The dream feels so real. And yet it’s all conjured up by the game-making brain. The world around our bodies is chaotic, confusing and mostly unknowable. But the brain must make sense of it. It has to turn that blizzard of noise into a precise, colourful and detailed world it can predict and successfully interact with, such that it gets what it wants. When the brain discovers a game that seems to make sense of its felt reality and offer a pathway to rewards, it can embrace its rules and symbols with an ecstatic fervour. The noise is silenced! The chaos is tamed! We’ve found our story and the heroic role we’re going to play in it!

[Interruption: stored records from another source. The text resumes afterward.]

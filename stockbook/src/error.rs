use ranktree::TreeError;
use thiserror::Error;

use crate::price::{ParsePriceError, Price};
use crate::stock::Timestamp;

/// Reasons a stock book request is rejected. A rejected request leaves the
/// book unchanged.
#[derive(Debug, Error, Clone, PartialEq, Eq)]
pub enum MarketError {
    #[error("initial price must be positive, got {0}")]
    NonPositivePrice(Price),
    #[error("initial timestamp must be positive, got {0}")]
    NonPositiveTimestamp(Timestamp),
    #[error("timestamp can't be negative, got {0}")]
    NegativeTimestamp(Timestamp),
    #[error("price difference can't be 0")]
    ZeroDifference,
    #[error("stock {0:?} already exists")]
    StockExists(String),
    #[error("no stock with id {0:?}")]
    NoSuchStock(String),
    #[error("stock {id:?} already has a change at timestamp {timestamp}")]
    TimestampExists { id: String, timestamp: Timestamp },
    #[error("stock {id:?} has no change at timestamp {timestamp}")]
    NoSuchTimestamp { id: String, timestamp: Timestamp },
    #[error("timestamp {timestamp} is the initial price of stock {id:?} and can't be removed")]
    InitialTimestamp { id: String, timestamp: Timestamp },
    #[error("price interval [{lo}, {hi}] is empty")]
    InvalidRange { lo: Price, hi: Price },
    #[error(transparent)]
    InvalidPrice(#[from] ParsePriceError),
    #[error("price of stock {0:?} would overflow")]
    PriceOverflow(String),
    #[error("index corrupted: {0}")]
    Tree(#[from] TreeError),
}
//! A single stock and its price-change history.

use ranktree::{Key, RankTree};

use crate::error::MarketError;
use crate::price::Price;

/// Moment of a price change, in caller-defined units.
pub type Timestamp = i64;

/// A stock with its current price and every change that produced it.
///
/// Changes live in a [`RankTree`] keyed by `(timestamp, timestamp)`. The
/// initial price is recorded as the first change, so the current price is
/// always the sum of all recorded changes.
#[derive(Clone)]
pub struct Stock {
    id: String,
    price: Price,
    first_timestamp: Timestamp,
    changes: RankTree<Timestamp, Timestamp, Price>,
}

impl Stock {
    pub fn new(id: impl Into<String>, timestamp: Timestamp, initial_price: Price) -> Self {
        let mut changes = RankTree::new();
        changes.insert_entry(timestamp, timestamp, initial_price);
        Self {
            id: id.into(),
            price: initial_price,
            first_timestamp: timestamp,
            changes,
        }
    }

    #[inline]
    pub fn id(&self) -> &str {
        &self.id
    }

    #[inline]
    pub fn price(&self) -> Price {
        self.price
    }

    #[inline]
    pub fn first_timestamp(&self) -> Timestamp {
        self.first_timestamp
    }

    pub fn has_change(&self, timestamp: Timestamp) -> bool {
        self.changes.exists(&Key::new(timestamp, timestamp))
    }

    /// Records `change` at `timestamp` and moves the price by it.
    pub fn add_change(&mut self, timestamp: Timestamp, change: Price) -> Result<(), MarketError> {
        if self.has_change(timestamp) {
            return Err(MarketError::TimestampExists {
                id: self.id.clone(),
                timestamp,
            });
        }
        self.price = self
            .price
            .checked_add(change)
            .ok_or_else(|| MarketError::PriceOverflow(self.id.clone()))?;
        self.changes.insert_entry(timestamp, timestamp, change);
        Ok(())
    }

    /// Drops the change at `timestamp`, reverting the price by it, and
    /// returns the change. The initial price can't be removed.
    pub fn remove_change(&mut self, timestamp: Timestamp) -> Result<Price, MarketError> {
        let leaf = self
            .changes
            .find(&Key::new(timestamp, timestamp))
            .ok_or_else(|| MarketError::NoSuchTimestamp {
                id: self.id.clone(),
                timestamp,
            })?;
        if timestamp == self.first_timestamp {
            return Err(MarketError::InitialTimestamp {
                id: self.id.clone(),
                timestamp,
            });
        }

        let change = self.changes.value(leaf).copied().unwrap_or_default();
        let price = self
            .price
            .checked_sub(change)
            .ok_or_else(|| MarketError::PriceOverflow(self.id.clone()))?;
        self.changes.delete(leaf)?;
        self.price = price;
        Ok(change)
    }

    /// Recorded changes in timestamp order, the initial price first.
    pub fn changes(&self) -> impl DoubleEndedIterator<Item = (Timestamp, Price)> + '_ {
        self.changes
            .iter()
            .filter_map(|(key, change)| Some((*key.primary()?, *change)))
    }

    pub fn change_count(&self) -> usize {
        self.changes.len()
    }
}

impl std::fmt::Debug for Stock {
    fn fmt(&self, f: &mut std::fmt::Formatter<'_>) -> std::fmt::Result {
        f.debug_struct("Stock")
            .field("id", &self.id)
            .field("price", &self.price)
            .field("first_timestamp", &self.first_timestamp)
            .field("changes", &self.changes)
            .finish()
    }
}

We’ve learned the truth and the way – the meaning of life! It’s yams, it’s God, it’s money, it’s saving the world from evil big pHARMa. It’s not like a religious experience, it is a religious experience. It’s how the writer Arthur Koestler felt as a young man in 1931, joining the Communist Party:
‘To say that one had “seen the light” is a poor description of the mental rapture which only the convert knows (regardless of what faith he has been converted to). The new light seems to pour from all directions across the skull; the whole universe falls into pattern, like stray pieces of a jigsaw puzzle assembled by one magic stroke. There is now an answer to every question, doubts and conflicts are a matter of the tortured past – a past already remote, when one lived in dismal ignorance in the tasteless, colourless world of those who don’t know. Nothing henceforth can disturb the convert’s inner peace and serenity – except the occasional fear of losing faith again, losing thereby what alone makes life worth living, and falling back into the outer darkness, where there is wailing and gnashing of teeth.’
I hope this helps further explain why I think even solving (some versions of) the alignment problem probably won't be enough to ensure a future that's free from astronomical waste or astronomical suffering. A part of me is actually more scared of many futures in which "alignment is solved", than a future where biological life is simply wiped out by a paperclip maximizer.